There are many ways in which we can be excluded and, though our world is a more tolerant one than that of our forebears, the experience is still very real. Migrants driven from their homes by persecution or poverty often find they are not wanted in the countries they try to reach for security and a better life. The host nation closes its doors and they find themselves on the outside in frightening conditions.

What if this experience of exclusion was to reach beyond the grave and we find we are not known or wanted on “the other side?” How would we feel then? Jesus seems to point to this when he warns his hearers in the parable of the master locking his door (Luke 13:22-30). The people knocking hear the words, “You’re late. I do not know you or where you come from.” They plead, “Don’t you know me? You walked in our streets and ate in our house.”

It is a frightening story about presumption. In the first instance it is about those in Israel who thought, “We are God’s people. He is on our side no matter what we do.” No, they had to show the “works of God” (John 6:29) which was “to believe in the one whom he has sent.” Otherwise they would be excluded.
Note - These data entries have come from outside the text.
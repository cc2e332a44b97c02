// Copyright (c) 2025 Geoffrey Huntley <ghuntley@ghuntley.com>. All rights reserved.
// SPDX-License-Identifier: Proprietary

//! Role assignment repository.
//!
//! `UNIQUE(subject_type, subject_id, scope_type, scope_instance_id)` keeps one
//! assignment per subject and scope; [`AssignmentRepository::upsert_assignment`]
//! relies on it through `ON CONFLICT DO UPDATE`. Timestamps are stored as
//! fixed-width RFC 3339 strings so that expiry comparisons can run in SQL.

use async_trait::async_trait;
use chrono::{DateTime, SecondsFormat, Utc};
use sqlx::{
	sqlite::{Sqlite, SqlitePool, SqliteRow},
	QueryBuilder, Row,
};
use std::collections::HashMap;
use uuid::Uuid;
use warden_core::{
	Actor, AssignmentChange, AssignmentId, AssignmentStore, RoleAssignment, ScopeRef, ScopeType,
	StoreError, SubjectKind, SubjectRef,
};

use crate::error::DbError;

fn timestamp(at: DateTime<Utc>) -> String {
	at.to_rfc3339_opts(SecondsFormat::Micros, true)
}

fn parse_timestamp(column: &str, value: &str) -> Result<DateTime<Utc>, DbError> {
	DateTime::parse_from_rfc3339(value)
		.map(|dt| dt.with_timezone(&Utc))
		.map_err(|e| DbError::Corrupt(format!("Invalid {column} '{value}': {e}")))
}

/// SQLite-backed [`AssignmentStore`].
#[derive(Clone)]
pub struct AssignmentRepository {
	pool: SqlitePool,
}

impl AssignmentRepository {
	/// Create a new repository with the given pool.
	pub fn new(pool: SqlitePool) -> Self {
		Self { pool }
	}

	/// Insert or replace the assignment of `subject` at `scope`, keeping the
	/// id and creation time of an existing row.
	///
	/// The transaction starts with `BEGIN IMMEDIATE` so the write lock is held
	/// before the previous row is read. Concurrent writers queue on the busy
	/// timeout instead of failing with a stale snapshot.
	#[tracing::instrument(skip(self), fields(subject = %subject, scope = %scope, role = %role))]
	pub async fn upsert_assignment(
		&self,
		subject: SubjectRef,
		role: &str,
		scope: &ScopeRef,
		expires_at: Option<DateTime<Utc>>,
	) -> Result<AssignmentChange, DbError> {
		let mut tx = self.pool.begin_with("BEGIN IMMEDIATE").await?;

		let previous = fetch_assignment(&mut *tx, &subject, scope).await?;

		sqlx::query(
			r#"
			INSERT INTO role_assignments
				(id, subject_type, subject_id, role_name, scope_type, scope_instance_id, expires_at, created_at)
			VALUES (?, ?, ?, ?, ?, ?, ?, ?)
			ON CONFLICT(subject_type, subject_id, scope_type, scope_instance_id) DO UPDATE SET
				role_name = excluded.role_name,
				expires_at = excluded.expires_at
			"#,
		)
		.bind(AssignmentId::generate().to_string())
		.bind(subject.kind.to_string())
		.bind(subject.id)
		.bind(role)
		.bind(scope.scope_type.as_str())
		.bind(scope.id)
		.bind(expires_at.map(timestamp))
		.bind(timestamp(Utc::now()))
		.execute(&mut *tx)
		.await?;

		let current = fetch_assignment(&mut *tx, &subject, scope)
			.await?
			.ok_or_else(|| DbError::Internal("Upserted assignment not found".to_string()))?;

		tx.commit().await?;

		tracing::debug!(replaced = previous.is_some(), "assignment stored");
		Ok(AssignmentChange { current, previous })
	}

	#[tracing::instrument(skip(self), fields(subject = %subject, scope = %scope))]
	pub async fn delete_assignment(
		&self,
		subject: &SubjectRef,
		scope: &ScopeRef,
	) -> Result<Option<RoleAssignment>, DbError> {
		let row = sqlx::query(
			r#"
			DELETE FROM role_assignments
			WHERE subject_type = ? AND subject_id = ? AND scope_type = ? AND scope_instance_id = ?
			RETURNING id, subject_type, subject_id, role_name, scope_type, scope_instance_id,
				expires_at, created_at
			"#,
		)
		.bind(subject.kind.to_string())
		.bind(subject.id)
		.bind(scope.scope_type.as_str())
		.bind(scope.id)
		.fetch_optional(&self.pool)
		.await?;

		row.map(|r| row_to_assignment(&r)).transpose()
	}

	#[tracing::instrument(skip(self), fields(scope = %scope))]
	pub async fn delete_scope_assignments(
		&self,
		scope: &ScopeRef,
	) -> Result<Vec<RoleAssignment>, DbError> {
		let rows = sqlx::query(
			r#"
			DELETE FROM role_assignments
			WHERE scope_type = ? AND scope_instance_id = ?
			RETURNING id, subject_type, subject_id, role_name, scope_type, scope_instance_id,
				expires_at, created_at
			"#,
		)
		.bind(scope.scope_type.as_str())
		.bind(scope.id)
		.fetch_all(&self.pool)
		.await?;

		rows.iter().map(row_to_assignment).collect()
	}

	/// Active assignments of the actor's user and teams at the scopes of `chain`,
	/// ordered by chain position, then user before teams, then team id.
	#[tracing::instrument(skip(self, chain), fields(user = %actor.user, levels = chain.len()))]
	pub async fn find_active(
		&self,
		actor: &Actor,
		chain: &[ScopeRef],
		now: DateTime<Utc>,
	) -> Result<Vec<RoleAssignment>, DbError> {
		if chain.is_empty() {
			return Ok(Vec::new());
		}

		let mut query = QueryBuilder::<Sqlite>::new(
			r#"
			SELECT id, subject_type, subject_id, role_name, scope_type, scope_instance_id,
				expires_at, created_at
			FROM role_assignments
			WHERE (expires_at IS NULL OR expires_at > "#,
		);
		query.push_bind(timestamp(now));

		query.push(") AND (");
		let mut scopes = query.separated(" OR ");
		for scope in chain {
			scopes.push("(scope_type = ");
			scopes.push_bind_unseparated(scope.scope_type.to_string());
			scopes.push_unseparated(" AND scope_instance_id = ");
			scopes.push_bind_unseparated(scope.id);
			scopes.push_unseparated(")");
		}

		query.push(") AND (");
		let mut subjects = query.separated(" OR ");
		for subject in actor.subjects() {
			subjects.push("(subject_type = ");
			subjects.push_bind_unseparated(subject.kind.to_string());
			subjects.push_unseparated(" AND subject_id = ");
			subjects.push_bind_unseparated(subject.id);
			subjects.push_unseparated(")");
		}
		query.push(")");

		let rows = query.build().fetch_all(&self.pool).await?;
		let mut found = rows
			.iter()
			.map(row_to_assignment)
			.collect::<Result<Vec<_>, _>>()?;

		let position: HashMap<&ScopeRef, usize> =
			chain.iter().enumerate().map(|(i, s)| (s, i)).collect();
		found.sort_by_key(|a| (position.get(&a.scope).copied().unwrap_or(usize::MAX), a.subject));
		Ok(found)
	}

	#[tracing::instrument(skip(self), fields(scope = %scope))]
	pub async fn list_by_scope(&self, scope: &ScopeRef) -> Result<Vec<RoleAssignment>, DbError> {
		let rows = sqlx::query(
			r#"
			SELECT id, subject_type, subject_id, role_name, scope_type, scope_instance_id,
				expires_at, created_at
			FROM role_assignments
			WHERE scope_type = ? AND scope_instance_id = ?
			ORDER BY CASE subject_type WHEN 'user' THEN 0 ELSE 1 END, subject_id
			"#,
		)
		.bind(scope.scope_type.as_str())
		.bind(scope.id)
		.fetch_all(&self.pool)
		.await?;

		rows.iter().map(row_to_assignment).collect()
	}

	#[tracing::instrument(skip(self), fields(subject = %subject))]
	pub async fn list_by_subject(
		&self,
		subject: &SubjectRef,
	) -> Result<Vec<RoleAssignment>, DbError> {
		let rows = sqlx::query(
			r#"
			SELECT id, subject_type, subject_id, role_name, scope_type, scope_instance_id,
				expires_at, created_at
			FROM role_assignments
			WHERE subject_type = ? AND subject_id = ?
			ORDER BY scope_type, scope_instance_id
			"#,
		)
		.bind(subject.kind.to_string())
		.bind(subject.id)
		.fetch_all(&self.pool)
		.await?;

		rows.iter().map(row_to_assignment).collect()
	}

	#[tracing::instrument(skip(self))]
	pub async fn count_by_role(&self, role: &str) -> Result<u64, DbError> {
		let count: i64 = sqlx::query_scalar("SELECT COUNT(*) FROM role_assignments WHERE role_name = ?")
			.bind(role)
			.fetch_one(&self.pool)
			.await?;

		Ok(count.max(0) as u64)
	}
}

async fn fetch_assignment<'e, E>(
	executor: E,
	subject: &SubjectRef,
	scope: &ScopeRef,
) -> Result<Option<RoleAssignment>, DbError>
where
	E: sqlx::Executor<'e, Database = Sqlite>,
{
	let row = sqlx::query(
		r#"
		SELECT id, subject_type, subject_id, role_name, scope_type, scope_instance_id,
			expires_at, created_at
		FROM role_assignments
		WHERE subject_type = ? AND subject_id = ? AND scope_type = ? AND scope_instance_id = ?
		"#,
	)
	.bind(subject.kind.to_string())
	.bind(subject.id)
	.bind(scope.scope_type.as_str())
	.bind(scope.id)
	.fetch_optional(executor)
	.await?;

	row.map(|r| row_to_assignment(&r)).transpose()
}

fn row_to_assignment(row: &SqliteRow) -> Result<RoleAssignment, DbError> {
	let id_str: String = row.get("id");
	let subject_type: String = row.get("subject_type");
	let scope_type: String = row.get("scope_type");
	let expires_at: Option<String> = row.get("expires_at");
	let created_at: String = row.get("created_at");

	let id = Uuid::parse_str(&id_str)
		.map_err(|e| DbError::Corrupt(format!("Invalid assignment ID '{id_str}': {e}")))?;
	let kind: SubjectKind = subject_type
		.parse()
		.map_err(|e| DbError::Corrupt(format!("Invalid subject type: {e}")))?;

	Ok(RoleAssignment {
		id: AssignmentId::new(id),
		subject: SubjectRef {
			kind,
			id: row.get("subject_id"),
		},
		role: row.get("role_name"),
		scope: ScopeRef::new(ScopeType::new(scope_type), row.get("scope_instance_id")),
		expires_at: expires_at
			.map(|value| parse_timestamp("expires_at", &value))
			.transpose()?,
		created_at: parse_timestamp("created_at", &created_at)?,
	})
}

#[async_trait]
impl AssignmentStore for AssignmentRepository {
	async fn assign(
		&self,
		subject: SubjectRef,
		role: &str,
		scope: &ScopeRef,
		expires_at: Option<DateTime<Utc>>,
	) -> Result<AssignmentChange, StoreError> {
		Ok(self.upsert_assignment(subject, role, scope, expires_at).await?)
	}

	async fn revoke(
		&self,
		subject: &SubjectRef,
		scope: &ScopeRef,
	) -> Result<Option<RoleAssignment>, StoreError> {
		Ok(self.delete_assignment(subject, scope).await?)
	}

	async fn revoke_scope(&self, scope: &ScopeRef) -> Result<Vec<RoleAssignment>, StoreError> {
		Ok(self.delete_scope_assignments(scope).await?)
	}

	async fn assignments_for(
		&self,
		actor: &Actor,
		chain: &[ScopeRef],
		now: DateTime<Utc>,
	) -> Result<Vec<RoleAssignment>, StoreError> {
		Ok(self.find_active(actor, chain, now).await?)
	}

	async fn list_for_scope(&self, scope: &ScopeRef) -> Result<Vec<RoleAssignment>, StoreError> {
		Ok(self.list_by_scope(scope).await?)
	}

	async fn list_for_subject(
		&self,
		subject: &SubjectRef,
	) -> Result<Vec<RoleAssignment>, StoreError> {
		Ok(self.list_by_subject(subject).await?)
	}

	async fn count_for_role(&self, role: &str) -> Result<u64, StoreError> {
		Ok(self.count_by_role(role).await?)
	}
}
But it goes further: the message is also addressed to anyone who presumes that God is on their side and no matter how they live their life they will never be excluded. The words of the gospel give little support of this view. On the contrary they suggest that we cut ourselves off, we shut ourselves out, by the bad choices we make. “Then there will be weeping and grinding of teeth when you find yourselves outside. And others will come from east and west, from north and south, and take their places in the feast in the kingdom of God.”

Jesus is “making his way to Jerusalem”, the city of the climax of his mission. The whole passage is charged with promise and threat. It mirrors our own time and experience.